Friday, Dec. 15, 1961

"How Can We Do This Thing?"

Seldom in this century has legislation so disturbed Britain as the government's bill to restrict immigration from Commonwealth countries. Opponents of the measure range from the left-wing New Statesman, which has damned its "contemptuous" disregard of Commonwealth citizens' traditional right of free entry into Britain, to the Tory Times, which feared for the already fragile fabric of the Commonwealth. Last week, when the bill came up for a two-day debate in Parliament, the staid old House of Commons was plunged into such violent turmoil that the chair had to suspend a session for the first time since the Suez dispute in 1956.

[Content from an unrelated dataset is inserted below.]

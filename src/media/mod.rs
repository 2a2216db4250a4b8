//! Media encoding.

pub mod mp4;

pub use mp4::write_clip;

By its handling of the bill, the government has confirmed British suspicions that its primary aim is to cut the flow of colored immigrants. Since it was hastily introduced at a time when Britain is preparing to enter the European Common Market--which permits free movement of workers from one country to another--some of its critics suspect that the bill was drawn up at the urging of other European nations that are reluctant to open their doors to the Commonwealth's 600 million colored citizens. The measure, which stipulates that Commonwealth citizens may in the future enter the mother country only if they can prove that they have jobs to go to, has stirred deep resentment from Ireland to India, where it is being called "British apartheid." Sir Grantley Adams, federal prime minister of the British West Indies, said bitterly last week: "I was consulted about as much as a father consults his son whether he should be flogged."

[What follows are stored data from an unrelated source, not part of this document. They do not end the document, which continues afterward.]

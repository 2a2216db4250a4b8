//! Lifecycle integration: retention sweeps against a file-backed store
//! and upload reconciliation through the cloud sync engine.

use std::path::Path;
use std::sync::{Arc, Mutex};
use std::time::Duration;

use fallwatch::epoch_now;
use fallwatch::events::store::UploadStatus;
use fallwatch::lifecycle::cleanup::ClipCleanup;
use fallwatch::lifecycle::cloud_sync::{CloudSync, ObjectStore, StoreError, SyncStats};
use fallwatch::lifecycle::scheduler::CleanupScheduler;
use fallwatch::EventStore;

struct FlakyStore {
    failures_before_success: Mutex<u32>,
    calls: Mutex<Vec<String>>,
}

impl FlakyStore {
    fn new(failures: u32) -> Arc<Self> {
        Arc::new(Self {
            failures_before_success: Mutex::new(failures),
            calls: Mutex::new(Vec::new()),
        })
    }
}

impl ObjectStore for FlakyStore {
    fn put_json(&self, object_path: &str, _data: &[u8]) -> Result<(), StoreError> {
        self.calls.lock().unwrap().push(object_path.to_string());
        let mut remaining = self.failures_before_success.lock().unwrap();
        if *remaining > 0 {
            *remaining -= 1;
            return Err(StoreError::Transport("connection reset".into()));
        }
        Ok(())
    }

    fn describe(&self) -> String {
        "test://bucket".into()
    }
}

fn seed_aged_events(store: &EventStore, dir: &Path, count: usize, age_days: f64) {
    let created_at = epoch_now() - age_days * 86_400.0;
    for i in 0..count {
        let event_id = format!("evt_{}", 1_000_000 + i);
        let clip = dir.join(format!("{}.mp4", event_id));
        std::fs::write(&clip, vec![0u8; 128]).unwrap();
        store
            .insert_or_replace(&event_id, created_at, 1, created_at)
            .unwrap();
        store.set_clip_path(&event_id, &clip.to_string_lossy()).unwrap();
    }
}

#[test]
fn retention_dry_run_then_wet_sweep() {
    let dir = tempfile::tempdir().unwrap();
    let db_path = dir.path().join("events.db");
    let store = Arc::new(EventStore::open(&db_path).unwrap());
    seed_aged_events(&store, dir.path(), 10, 10.0);

    let cleanup = ClipCleanup::new(Arc::clone(&store), 7);

    // Dry run: nothing deleted, nothing changed in the store.
    let stats = cleanup.run(true).unwrap();
    assert_eq!(stats.would_delete_count, 10);
    assert_eq!(stats.deleted_count, 0);
    assert_eq!(
        std::fs::read_dir(dir.path())
            .unwrap()
            .filter(|e| e.as_ref().unwrap().path().extension().map(|x| x == "mp4").unwrap_or(false))
            .count(),
        10
    );
    assert_eq!(store.find_expired_clips(epoch_now()).unwrap().len(), 10);

    // Wet sweep deletes the files and clears the rows.
    let stats = cleanup.run(false).unwrap();
    assert_eq!(stats.deleted_count, 10);
    assert_eq!(stats.freed_bytes, 10 * 128);
    assert!(store.find_expired_clips(epoch_now()).unwrap().is_empty());

    // The rows themselves survive; only clip paths were cleared.
    assert_eq!(store.recent_events(20).unwrap().len(), 10);
}

#[test]
fn scheduler_run_now_uses_the_shared_store() {
    let dir = tempfile::tempdir().unwrap();
    let db_path = dir.path().join("events.db");
    let store = Arc::new(EventStore::open(&db_path).unwrap());
    seed_aged_events(&store, dir.path(), 3, 10.0);

    let scheduler = CleanupScheduler::new(
        ClipCleanup::new(Arc::clone(&store), 7),
        Duration::from_secs(3600),
        true,
    );
    let stats = scheduler.run_now().unwrap();
    assert_eq!(stats.deleted_count, 3);
}

#[test]
fn pending_upload_reaches_the_bucket_after_transient_failures() {
    let dir = tempfile::tempdir().unwrap();
    let store = Arc::new(EventStore::open(dir.path().join("events.db")).unwrap());
    let skeleton_dir = dir.path().join("skeletons");
    std::fs::create_dir_all(&skeleton_dir).unwrap();

    let event_id = "evt_1735459200.000";
    store
        .insert_or_replace(event_id, 1735459200.0, 1, epoch_now())
        .unwrap();
    std::fs::write(
        skeleton_dir.join(format!("{}.json", event_id)),
        b"{\"version\":\"1.0\"}",
    )
    .unwrap();

    let bucket = FlakyStore::new(2);
    let sync = CloudSync::new(
        Arc::clone(&store),
        Arc::clone(&bucket) as Arc<dyn ObjectStore>,
        &skeleton_dir,
        3,
        Duration::from_millis(1),
    );

    let stats = sync.upload_pending(false).unwrap();
    assert_eq!(stats, SyncStats { success: 1, failed: 0 });

    // Exactly three attempts, all aimed at the derived cloud path.
    let calls = bucket.calls.lock().unwrap();
    assert_eq!(calls.len(), 3);
    assert!(calls.iter().all(|p| p == "2024/12/29/evt_1735459200.000.json"));

    let record = store.get(event_id).unwrap().unwrap();
    assert_eq!(record.skeleton_upload_status, UploadStatus::Uploaded);
    assert_eq!(
        record.skeleton_cloud_path.as_deref(),
        Some("2024/12/29/evt_1735459200.000.json")
    );
    assert!(record.skeleton_upload_error.is_none());
}

#[test]
fn failed_upload_is_available_for_retry() {
    let dir = tempfile::tempdir().unwrap();
    let store = Arc::new(EventStore::open(dir.path().join("events.db")).unwrap());
    let skeleton_dir = dir.path().join("skeletons");
    std::fs::create_dir_all(&skeleton_dir).unwrap();

    let event_id = "evt_1735459300";
    store
        .insert_or_replace(event_id, 1735459300.0, 1, epoch_now())
        .unwrap();
    std::fs::write(skeleton_dir.join(format!("{}.json", event_id)), b"{}").unwrap();

    // Five failures exhaust the three attempts of the first pass.
    let bucket = FlakyStore::new(5);
    let sync = CloudSync::new(
        Arc::clone(&store),
        Arc::clone(&bucket) as Arc<dyn ObjectStore>,
        &skeleton_dir,
        3,
        Duration::from_millis(1),
    );

    let stats = sync.upload_pending(false).unwrap();
    assert_eq!(stats, SyncStats { success: 0, failed: 1 });
    assert_eq!(
        store.get(event_id).unwrap().unwrap().skeleton_upload_status,
        UploadStatus::Failed
    );

    // retry_failed picks it up; two remaining scripted failures are
    // absorbed by the retry budget and the upload lands.
    let stats = sync.retry_failed(false).unwrap();
    assert_eq!(stats, SyncStats { success: 1, failed: 0 });
    assert_eq!(
        store.get(event_id).unwrap().unwrap().skeleton_upload_status,
        UploadStatus::Uploaded
    );
}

Black Irish. Though the government originally defended itself against charges of color bias by announcing that the curb would apply equally to Irish citizens, even this pretense was dropped last week with the lame explanation that the right to restrict Irish immigration would be used only if "absolutely necessary.'' The government's aim is to keep out what one critic of the bill called ''black Irish" immigrants: West Indians who try to enter the country via Ireland. Defending the bill, Home Secretary "Rab" Butler stumbled through an inept speech.

Though many Englishmen piously insist that they have no racial problem, the government's bill is an admission, in the Spectator's words, that "the British people are no more resistant to color prejudice than the people of, say, Chicago.'' Though Britain has only 400,000 colored residents (less than 1% of the population), a recent survey reported that 90% of Englishmen interviewed believe that immigration should be restricted. Industrialists welcome the newcomers, since they are more mobile, industrious, and willing to "work dirty." Yet a widespread prejudice, expressed by Tory M.P. Sir Cyril Osborne, is that the West Indies, which sends Britain up to 80% of its colored migrants, are "exporting their unemployment to us."

White V.D. More serious arguments against unrestricted immigration are that colored migrants aggravate Britain's severe housing shortage, have a higher disease rate than most whites, and in some cases, come to Britain solely to get free medical treatment. In industrial Birmingham, health officials hold migrants responsible for an increase in tuberculosis, venereal disease (which, said one, "they seem to catch from white girls") and illegitimacy.* But the great majority nevertheless are healthy, law-abiding citizens.

By tacking more than 140 amendments onto the immigration bill, the opponents of the measure hoped to filibuster it to death by debating them one by one. Instead, the government insisted that the amendments had to be voted as a package, and in the ensuing uproar the session was suspended. There was no doubt that the government would ram through its bill with a majority of 100. But an increasing number of Britons, many Tories included, felt that it was unworthy of a nation that has long prided itself on its hospitality to immigrants.

In a ringing speech, Labor Party Leader Hugh Gaitskell recalled that the West Indies were forcibly populated by British planters and traders who needed African slave labor for their plantations. Said Gaitskell: "Some of these islands have been British for over 300 years. We made them. We brought them up in our own traditions. They've no other language. If people like that feel they're British, how can we keep them out of Britain? How can we do this thing?"

*On the other hand, a Congregational minister in London last week blamed immorality on scarce housing, high interest rates, explaining that the credit squeeze makes it difficult for young couples to afford a house of their own. Said the Rev. Clifford S. Hill: "Is it any wonder that we are fast becoming a morally bankrupt, spiritually barren, decadent nation, with a rising illegitimacy, an enormous crime rate and a terrifying number of broken homes?"